You will then receive an email and must confirm your desire to join the list. You can unsubscribe from the list at any time.

Please note that this is an information only email list service… not an Internet discussion forum.

 

[Sean]

The Steering Committee members include: Nancy Klimas, Lenny Jason, Suzanne Vernon, Pat Fero, Mary Schweitzer, and Ken Friedman.

Seems to me like a fine crew.

 

[lancelot]

Dennis Mangan's first message to Listserv members:

January 7, 2011

To the Trans-NIH ME/CFS Research Working Group Listserv (NIH_MECFS_WG-L)

Welcome to the WG listserv! Thank you for subscribing. This listserv (email distribution list) is intended to quickly and efficiently provide information to all subscribers with regard to the WG activities.

The WG is hosting a State of the Knowledge Workshop on ME/CFS, April 7-8, 2011 on the NIH campus in Bethesda MD. We have assembled a Steering Committee to help the WG plan an agenda and suggest science experts to invite to this 2 day meeting. The SC will meet on an irregular basis via conference call and email.

The Steering Committee members include: Nancy Klimas, Lenny Jason, Suzanne Vernon, Pat Fero, Mary Schweitzer, and Ken Friedman. A group of 8 NIH WG members and an AHRQ member have also volunteered to help put the meeting together. The WG will be contacting other individuals to work with the SC, so the composition of the SC will vary from week to week. The final agenda will be assembled by the WG.

This conference is considered a Workshop (rather than a Symposium) since research investigators will be asked to discuss, deliberate and then summarize the current science related to ME/CFS.

It is the intention of NIH to webcast this Workshop. This will be a open meeting.

More details regarding the Workshop will be forthcoming… thanks for your interest.

All the best, Dennis

Dennis F. Mangan, Ph.D.
Chair, Trans-NIH ME/CFS Research Working Group
Senior Research Advisor
Office of Research on Women's Health, OD
National Institutes of Health
6707 Democracy Blvd., Suite 400
Bethesda, MD 20892-5484
Tel: 301 496-9006


MZ's note: To join the Listserv and get updates delivered to your email account, follow the directions below.

Send an email from your preferred computer address to LISTSERV@LIST.NIH.GOV

The text of the message should read: SUBSCRIBE NIH_MECFS_WG-L {YOUR FIRSTNAME AND LASTNAME}

You will then receive an email and must confirm your desire to join the list. You can unsubscribe from the list at any time.
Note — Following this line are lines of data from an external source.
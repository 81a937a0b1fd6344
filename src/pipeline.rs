//! Build pipeline: synthesize → train → normalize → convert → publish
//!
//! Each task runs under its store lock and is isolated from the others: a
//! failure is recorded against that task and the remaining tasks still
//! build. The summary's status is `success` when every task published,
//! `partial` when some did, `failed` when none did.

use std::collections::BTreeMap;
use std::fs;
use std::sync::atomic::{AtomicU64, Ordering};
use std::sync::{Mutex, PoisonError};

use chrono::Utc;
use serde::{Deserialize, Serialize};
use tracing::{info, warn};

use crate::artifact::{Artifact, ArtifactMetadata};
use crate::backend::{ModelBackend, TrainingReport};
use crate::config::Config;
use crate::dataset::synthesize;
use crate::normalization::NormalizationParams;
use crate::quant::{QuantizationScheme, MAX_CALIBRATION_ROWS};
use crate::store::ArtifactStore;
use crate::task::Task;
use crate::tracking::{ArtifactRecord, MetricRecord, RunRecord, RunStore};
use crate::Result;

static RUN_SEQ: AtomicU64 = AtomicU64::new(0);

/// Overall outcome of a build.
#[derive(Debug, Clone, Copy, PartialEq, Eq, Serialize, Deserialize)]
#[serde(rename_all = "lowercase")]
pub enum BuildStatus {
    /// Every task published
    Success,
    /// At least one task published, at least one failed
    Partial,
    /// No task published
    Failed,
}

/// Result of a build over all tasks.
#[derive(Debug, Clone, PartialEq, Serialize, Deserialize)]
pub struct BuildSummary {
    /// Overall status
    pub status: BuildStatus,
    /// Metadata of every published artifact, by task name
    pub models: BTreeMap<String, ArtifactMetadata>,
    /// Failure message of every failed task, by task name
    #[serde(default, skip_serializing_if = "BTreeMap::is_empty")]
    pub errors: BTreeMap<String, String>,
}

impl BuildSummary {
    fn from_outcomes(outcomes: Vec<(Task, Result<ArtifactMetadata>)>) -> Self {
        let mut models = BTreeMap::new();
        let mut errors = BTreeMap::new();
        for (task, outcome) in outcomes {
            match outcome {
                Ok(meta) => {
                    models.insert(task.name().to_string(), meta);
                }
                Err(e) => {
                    errors.insert(task.name().to_string(), e.to_string());
                }
            }
        }
        let status = match (models.is_empty(), errors.is_empty()) {
            (true, _) => BuildStatus::Failed,
            (false, true) => BuildStatus::Success,
            (false, false) => BuildStatus::Partial,
        };
        Self {
            status,
            models,
            errors,
        }
    }

    /// Total size of published artifacts in KiB.
    #[must_use]
    pub fn total_kb(&self) -> f64 {
        self.models.values().map(|m| m.size_kb).sum()
    }
}

/// Drives the per-task build stages against a store and a backend.
pub struct BuildPipeline<'a> {
    config: &'a Config,
    store: &'a ArtifactStore,
    backend: &'a dyn ModelBackend,
    runs: &'a Mutex<RunStore>,
}

impl<'a> BuildPipeline<'a> {
    /// Create a pipeline.
    #[must_use]
    pub fn new(
        config: &'a Config,
        store: &'a ArtifactStore,
        backend: &'a dyn ModelBackend,
        runs: &'a Mutex<RunStore>,
    ) -> Self {
        Self {
            config,
            store,
            backend,
            runs,
        }
    }

    /// Build every task sequentially.
    #[must_use]
    pub fn build_all(&self) -> BuildSummary {
        self.build(&Task::ALL)
    }

    /// Build the given tasks sequentially.
    #[must_use]
    pub fn build(&self, tasks: &[Task]) -> BuildSummary {
        info!(
            tasks = tasks.len(),
            backend = self.backend.name(),
            quantization = %self.config.quantization,
            "Build started"
        );
        let outcomes = tasks
            .iter()
            .map(|&task| (task, self.build_task(task)))
            .collect();
        let summary = BuildSummary::from_outcomes(outcomes);
        info!(
            status = ?summary.status,
            built = summary.models.len(),
            failed = summary.errors.len(),
            total_kb = summary.total_kb(),
            "Build finished"
        );
        summary
    }

    /// Build one task, recording its run.
    ///
    /// # Errors
    ///
    /// Returns the first error of any stage; the run is marked failed.
    pub fn build_task(&self, task: Task) -> Result<ArtifactMetadata> {
        let run_id = format!(
            "{task}-{}-{}",
            Utc::now().format("%Y%m%dT%H%M%S%.3fZ"),
            RUN_SEQ.fetch_add(1, Ordering::Relaxed)
        );
        let mut run = RunRecord::new(run_id.as_str(), task, self.config.quantization);
        self.track(|runs| runs.upsert_run(run.clone()));

        let outcome = self.store.with_task_lock(task, || {
            run.start();
            self.track(|runs| runs.upsert_run(run.clone()));
            self.stages(task, &run_id)
        });

        match outcome {
            Ok((artifact, report)) => {
                run.record_training(report.best_epoch, report.stop_reason);
                run.succeed();
                let meta = artifact.metadata().clone();
                self.track(|runs| {
                    record_metrics(runs, &run_id, &report);
                    runs.add_artifact(ArtifactRecord::new(
                        run_id.as_str(),
                        meta.filename.as_str(),
                        meta.content_hash.as_str(),
                        meta.size_bytes,
                    ));
                    runs.upsert_run(run);
                });
                Ok(meta)
            }
            Err(e) => {
                warn!(task = %task, error = %e, "Task build failed");
                run.fail(e.to_string());
                self.track(|runs| runs.upsert_run(run));
                Err(e)
            }
        }
    }

    fn stages(&self, task: Task, run_id: &str) -> Result<(Artifact, TrainingReport)> {
        info!(task = %task, run_id, samples = self.config.samples, "Synthesizing dataset");
        let dataset = synthesize(task, self.config.samples)?;

        if let Some(dir) = &self.config.snapshot_dir {
            fs::create_dir_all(dir)?;
            let path = dir.join(format!("{task}.parquet"));
            dataset.write_parquet(&path)?;
            info!(task = %task, path = %path.display(), "Dataset snapshot written");
        }

        let model = self
            .backend
            .train(&task.model_spec(), &dataset, &self.config.hyperparameters())?;

        let normalization = NormalizationParams::from_dataset(&dataset)?;
        let scheme =
            QuantizationScheme::for_mode(self.config.quantization, dataset.head(MAX_CALIBRATION_ROWS));
        info!(task = %task, quantization = %scheme.mode(), "Converting model");
        let artifact = self.backend.convert(&model, &scheme)?;

        self.store.publish(&artifact, &normalization)?;
        Ok((artifact, model.report))
    }

    fn track(&self, f: impl FnOnce(&mut RunStore)) {
        let mut runs = self.runs.lock().unwrap_or_else(PoisonError::into_inner);
        f(&mut runs);
    }
}

fn record_metrics(runs: &mut RunStore, run_id: &str, report: &TrainingReport) {
    let metric_key = format!("val_{}", report.metric);
    for stats in &report.history {
        let epoch = stats.epoch as u64;
        runs.add_metric(MetricRecord::new(run_id, "train_loss", epoch, f64::from(stats.train_loss)));
        runs.add_metric(MetricRecord::new(run_id, "val_loss", epoch, f64::from(stats.val_loss)));
        runs.add_metric(MetricRecord::new(run_id, metric_key.as_str(), epoch, f64::from(stats.val_metric)));
        runs.add_metric(MetricRecord::new(run_id, "learning_rate", epoch, f64::from(stats.learning_rate)));
    }
}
Please note that this is an information only email list service… not an Internet discussion forum.

More good stuff coming from Dr Mangan and the NIH. They are taking ME/CFS seriously. no joke!

 

[rwinsmom528]

face the reality that ME/CFS patients do not recover with time (symptom fluctuation is not recovery); that they suffer severe and progressive disability, and that impact on mortality is completely unappreciated as no attempt has ever even been made to record those amongst us who have died from ME/CFS.

Whoever is nominated, this fact needs to be emphasized as loudly as possible. We need doctors and others to know that by pushing us to do things causes permanant damage. We need doctors and others to remind us to take it easy and not stress oursevles instead of pushing us to our deaths.

We also need to have the mortality of this disease studied. Diseases recognized as fatal get much more attention than others. Ours is fatal, but there are not many out there who want to admit it.